Sickle Cell Disease Risk Factors and Complications, What Do We Know?

 

More Programs and Publications Featuring Dr. Seethal Jacob

In this program:

For sickle cell disease, what's known about risk factors and complications? Watch as expert Dr. Seethal Jacob shares potential SCD complications and symptoms to be on guard against for patient care.

Transcript

Interviewer:

Are you able to share with us the known risk factors seen in sickle cell disease?

Dr. Seethal Jacob:

Absolutely. Probably the most common complications that we see in sickle cell disease are anemia. So having a very low hemoglobin level, that anemia is caused by the hemolysis that we see in sickle cell disease, meaning the breakdown of our red blood cells. That breakdown of the red blood cells leads to anemia, like I just mentioned, but can also result in some of the other complications that we see in sickle cell like jaundice, like severe pain, kidney disorders, also retinopathy or complications with the eye, stroke and many others.

Interviewer:

What are some of the complications that you believe are most persistent with sickle cell disease and trait?

Dr. Seethal Jacob:

Absolutely, so for sickle cell trait, there are some rare complications that can be seen, not in everyone, and usually under extreme circumstances, things like a slightly increased risk for infarction or loss of blood supply to the spleen, that can be extremely painful. There's also a slightly increased risk for a particular type of kidney cancer, and I say slightly, because we're talking about the difference of about 1 percent in the general population to anywhere from 2 to 4 percent in individuals who have sickle cell trait. These complications, like I said, are not universally seen in sickle cell trait, it is rare, and if complications like splenic infarctions are seen, it's under extreme circumstances like mountain climbing or boot camp in the military, things like that. In sickle cell disease, the complications that we most commonly hear about, number one, of course, is pain. So vaso-occlusive pain crises. It's the most common reason our patients present to clinic or the emergency department, it's the most common reason that they're hospitalized as well, but there are lots of other complications about sickle cell disease because the blood touches everything in our body, and because sickle cell disease does affect our red blood cells, it too can affect any organ in our body.

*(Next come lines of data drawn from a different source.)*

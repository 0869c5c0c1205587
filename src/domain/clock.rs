use chrono::{DateTime, Duration, Utc};
use std::sync::Mutex;

/// Source of "now" for every time-dependent decision.
pub trait Clock: Send + Sync {
    fn now(&self) -> DateTime<Utc>;
}

/// Wall-clock time.
#[derive(Debug, Default, Clone, Copy)]
pub struct SystemClock;

impl Clock for SystemClock {
    fn now(&self) -> DateTime<Utc> {
        Utc::now()
    }
}

/// A clock that only moves when told to.
///
/// Used to step through cooldowns and window expiry without sleeping.
#[derive(Debug)]
pub struct ManualClock {
    now: Mutex<DateTime<Utc>>,
}

impl ManualClock {
    pub fn new(start: DateTime<Utc>) -> Self {
        Self {
            now: Mutex::new(start),
        }
    }

    pub fn set(&self, at: DateTime<Utc>) {
        *self.now.lock().unwrap_or_else(|e| e.into_inner()) = at;
    }

    pub fn advance(&self, by: Duration) {
        let mut now = self.now.lock().unwrap_or_else(|e| e.into_inner());
        *now += by;
    }
}

impl Default for ManualClock {
    fn default() -> Self {
        Self::new(Utc::now())
    }
}

impl Clock for ManualClock {
    fn now(&self) -> DateTime<Utc> {
        *self.now.lock().unwrap_or_else(|e| e.into_inner())
    }
}

#[cfg(test)]
mod tests {
    use super::*;

    #[test]
    fn test_manual_clock_advance() {
        let start = Utc::now();
        let clock = ManualClock::new(start);
        assert_eq!(clock.now(), start);

        clock.advance(Duration::minutes(5));
        assert_eq!(clock.now(), start + Duration::minutes(5));

        clock.set(start);
        assert_eq!(clock.now(), start);
    }
}
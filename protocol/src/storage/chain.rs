//! In-memory, append-only chain.
//!
//! Blocks live in a per-chain arena. Each entry records the arena slot of
//! its predecessor, so walking back from the head is a chain of index hops
//! rather than a chain of owned pointers. Blocks are never shared between
//! chains and never change once appended.

use super::block::Block;
use crate::crypto::Signature;

#[derive(Debug, Clone)]
struct Entry {
    block: Block,
    /// Arena slot of the predecessor. `None` for the first block.
    previous: Option<usize>,
}

/// A single linear history.
#[derive(Debug, Clone, Default)]
pub struct Chain {
    entries: Vec<Entry>,
    head: Option<usize>,
    head_signature: Option<Signature>,
}

impl Chain {
    pub fn new() -> Self {
        Self::default()
    }

    /// Seals `block` on top of the current head and makes it the new head.
    ///
    /// No validation happens here; callers decide whether the block belongs
    /// on this chain before appending. Returns a reference to the sealed
    /// block.
    pub fn append(&mut self, mut block: Block) -> &Block {
        let previous = self.head;
        block.finalize(self.head());

        let slot = self.entries.len();
        self.head_signature = block.signature.clone();
        self.entries.push(Entry { block, previous });
        self.head = Some(slot);

        &self.entries[slot].block
    }

    /// The latest block, if any.
    pub fn head(&self) -> Option<&Block> {
        self.head.map(|slot| &self.entries[slot].block)
    }

    /// Cached signature of the head block.
    pub fn head_signature(&self) -> Option<&Signature> {
        self.head_signature.as_ref()
    }

    pub fn len(&self) -> usize {
        self.entries.len()
    }

    pub fn is_empty(&self) -> bool {
        self.entries.is_empty()
    }

    /// Walks from the head back to the first block.
    pub fn iter(&self) -> ChainIter<'_> {
        ChainIter {
            chain: self,
            cursor: self.head,
        }
    }

    /// Blocks ordered most-recent-first.
    pub fn dump(&self) -> Vec<Block> {
        self.iter().cloned().collect()
    }
}

/// Iterator over a chain, head first. Follows predecessor links.
pub struct ChainIter<'a> {
    chain: &'a Chain,
    cursor: Option<usize>,
}

impl<'a> Iterator for ChainIter<'a> {
    type Item = &'a Block;

    fn next(&mut self) -> Option<Self::Item> {
        let entry = &self.chain.entries[self.cursor?];
        self.cursor = entry.previous;
        Some(&entry.block)
    }

    fn size_hint(&self) -> (usize, Option<usize>) {
        match self.cursor {
            Some(slot) => (0, Some(slot + 1)),
            None => (0, Some(0)),
        }
    }
}

#[cfg(test)]
mod tests {
    use super::*;
    use crate::identity::Fingerprint;
    use crate::storage::block::Message;

    fn block(n: u128, text: &str) -> Block {
        Block::new(Fingerprint::from_u128(n), Message::info(text))
    }

    #[test]
    fn empty_chain() {
        let chain = Chain::new();
        assert!(chain.is_empty());
        assert!(chain.head().is_none());
        assert!(chain.head_signature().is_none());
        assert!(chain.dump().is_empty());
    }

    #[test]
    fn append_tracks_head_and_signature() {
        let mut chain = Chain::new();
        let first_sig = chain.append(block(1, "a")).signature.clone();

        assert_eq!(chain.len(), 1);
        assert_eq!(chain.head_signature(), first_sig.as_ref());

        chain.append(block(2, "b"));
        let head = chain.head().unwrap();
        assert_eq!(head.index, 1);
        assert_eq!(head.previous_signature, first_sig);
        assert_eq!(chain.head_signature(), head.signature.as_ref());
    }

    #[test]
    fn dump_is_most_recent_first_and_ends_at_genesis() {
        let mut chain = Chain::new();
        for (i, text) in ["a", "b", "c", "d"].iter().enumerate() {
            chain.append(block(i as u128, text));
        }

        let dump = chain.dump();
        let indices: Vec<u64> = dump.iter().map(|b| b.index).collect();
        assert_eq!(indices, vec![3, 2, 1, 0]);
        assert!(dump.last().unwrap().is_genesis());

        for pair in dump.windows(2) {
            assert_eq!(pair[0].previous_signature, pair[1].signature);
        }
    }

    #[test]
    fn dump_is_restartable() {
        let mut chain = Chain::new();
        chain.append(block(1, "a"));
        chain.append(block(1, "b"));

        assert_eq!(chain.dump(), chain.dump());
        assert_eq!(chain.iter().count(), 2);
        assert_eq!(chain.len(), 2);
    }

    #[test]
    fn appending_a_correct_candidate_preserves_its_signature() {
        let mut origin = Chain::new();
        origin.append(block(1, "a"));
        let candidate = origin.append(block(1, "b")).clone();

        let mut replica = Chain::new();
        replica.append(origin.dump().pop().unwrap());
        let stored = replica.append(candidate.clone());
        assert_eq!(*stored, candidate);
    }
}
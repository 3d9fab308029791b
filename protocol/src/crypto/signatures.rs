//! # Block Signatures
//!
//! A block signature is a SHA-256 digest over the block's preamble:
//!
//! ```text
//! author (16 bytes LE) || timestamp (8 bytes LE) || index (8 bytes LE) || previous signature
//! ```
//!
//! The three fixed-width fields come first so the variable-length previous
//! signature can never shift bytes across field boundaries. The payload is
//! not part of the preimage.
//!
//! Note that this is a content digest, not a proof of authorship: nothing
//! ties the author fingerprint to a secret key.

use std::fmt;

use serde::{Deserialize, Serialize};

use crate::config::GENESIS_PREVIOUS_SIGNATURE;
use crate::crypto::hash::sha256_multi;

/// Opaque signature bytes.
///
/// Usually a 32-byte digest, except for the one-byte sentinel that the first
/// block of a chain carries as its previous signature. Serialized as hex.
#[derive(Clone, PartialEq, Eq, Hash, Default, Serialize, Deserialize)]
#[serde(into = "String", try_from = "String")]
pub struct Signature(Vec<u8>);

impl Signature {
    /// Wraps raw signature bytes.
    pub fn from_bytes(bytes: impl Into<Vec<u8>>) -> Self {
        Self(bytes.into())
    }

    /// The sentinel previous signature of a chain's first block.
    pub fn genesis() -> Self {
        Self(GENESIS_PREVIOUS_SIGNATURE.to_vec())
    }

    /// Whether this is the genesis sentinel.
    pub fn is_genesis(&self) -> bool {
        self.0 == GENESIS_PREVIOUS_SIGNATURE
    }

    pub fn as_bytes(&self) -> &[u8] {
        &self.0
    }

    pub fn len(&self) -> usize {
        self.0.len()
    }

    pub fn is_empty(&self) -> bool {
        self.0.is_empty()
    }

    /// Lowercase hex encoding.
    pub fn to_hex(&self) -> String {
        hex::encode(&self.0)
    }

    /// Parses a hex string (with or without a `0x` prefix).
    pub fn from_hex(s: &str) -> Result<Self, hex::FromHexError> {
        let s = s.strip_prefix("0x").unwrap_or(s);
        hex::decode(s).map(Self)
    }
}

impl fmt::Display for Signature {
    fn fmt(&self, f: &mut fmt::Formatter<'_>) -> fmt::Result {
        write!(f, "0x{}", self.to_hex())
    }
}

impl fmt::Debug for Signature {
    fn fmt(&self, f: &mut fmt::Formatter<'_>) -> fmt::Result {
        write!(f, "Signature({})", self.to_hex())
    }
}

impl From<Signature> for String {
    fn from(sig: Signature) -> Self {
        sig.to_hex()
    }
}

impl TryFrom<String> for Signature {
    type Error = hex::FromHexError;

    fn try_from(s: String) -> Result<Self, Self::Error> {
        Self::from_hex(&s)
    }
}

impl AsRef<[u8]> for Signature {
    fn as_ref(&self) -> &[u8] {
        &self.0
    }
}

/// Computes the signature of a block preamble.
///
/// Deterministic: identical inputs always produce identical output, and a
/// change to any one field changes the digest.
pub fn sign_block(author: u128, timestamp: i64, index: u64, previous: &Signature) -> Signature {
    let digest = sha256_multi(&[
        &author.to_le_bytes(),
        &timestamp.to_le_bytes(),
        &index.to_le_bytes(),
        previous.as_bytes(),
    ]);
    Signature(digest.to_vec())
}

/// Byte-for-byte signature comparison.
///
/// Two absent signatures are equal; an absent and a present one are not.
/// Signatures of different lengths are never equal, even when one is a
/// prefix of the other.
pub fn signatures_equal(a: Option<&[u8]>, b: Option<&[u8]>) -> bool {
    match (a, b) {
        (None, None) => true,
        (Some(a), Some(b)) => a.len() == b.len() && a.iter().zip(b).all(|(x, y)| x == y),
        _ => false,
    }
}
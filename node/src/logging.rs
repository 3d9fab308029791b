//! # Structured Logging
//!
//! Initializes the `tracing` subscriber with a configurable format (JSON or
//! pretty-printed) and environment-based filtering via `RUST_LOG`.
//!
//! All log output goes to stderr so stdout carries nothing but the ledger
//! dump.

use clap::ValueEnum;
use tracing_subscriber::{fmt, layer::SubscriberExt, util::SubscriberInitExt, EnvFilter};

/// Log output format.
#[derive(Debug, Clone, Copy, PartialEq, Eq, ValueEnum)]
pub enum LogFormat {
    /// Human-readable output. Suitable for local runs.
    Pretty,
    /// One JSON object per line.
    Json,
}

/// Initialize the global tracing subscriber.
///
/// Call this exactly once, early in `main()`. `RUST_LOG` overrides
/// `default_level` when set, using `EnvFilter` directive syntax:
///
/// ```text
/// RUST_LOG=partledger_node=info,partledger_protocol=debug
/// ```
pub fn init_logging(default_level: &str, format: LogFormat) {
    let env_filter =
        EnvFilter::try_from_default_env().unwrap_or_else(|_| EnvFilter::new(default_level));

    match format {
        LogFormat::Pretty => {
            tracing_subscriber::registry()
                .with(env_filter)
                .with(
                    fmt::layer()
                        .with_writer(std::io::stderr)
                        .with_target(true)
                        .with_thread_ids(false),
                )
                .init();
        }
        LogFormat::Json => {
            tracing_subscriber::registry()
                .with(env_filter)
                .with(
                    fmt::layer()
                        .json()
                        .with_writer(std::io::stderr)
                        .with_target(true),
                )
                .init();
        }
    }

    tracing::debug!(?format, "logging initialized");
}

So the complications I worry about the most, especially in my young patients are splenic sequestration, so the spleen getting big and angry and causing complications as a result of that.

Stroke, absolutely. So our patients with sickle cell disease are at higher risk for stroke and need to be monitored for stroke, but then also thinking of complications, as I mentioned retinopathy, so complications in the eye, but also in the kidneys, the lungs and the heart as well.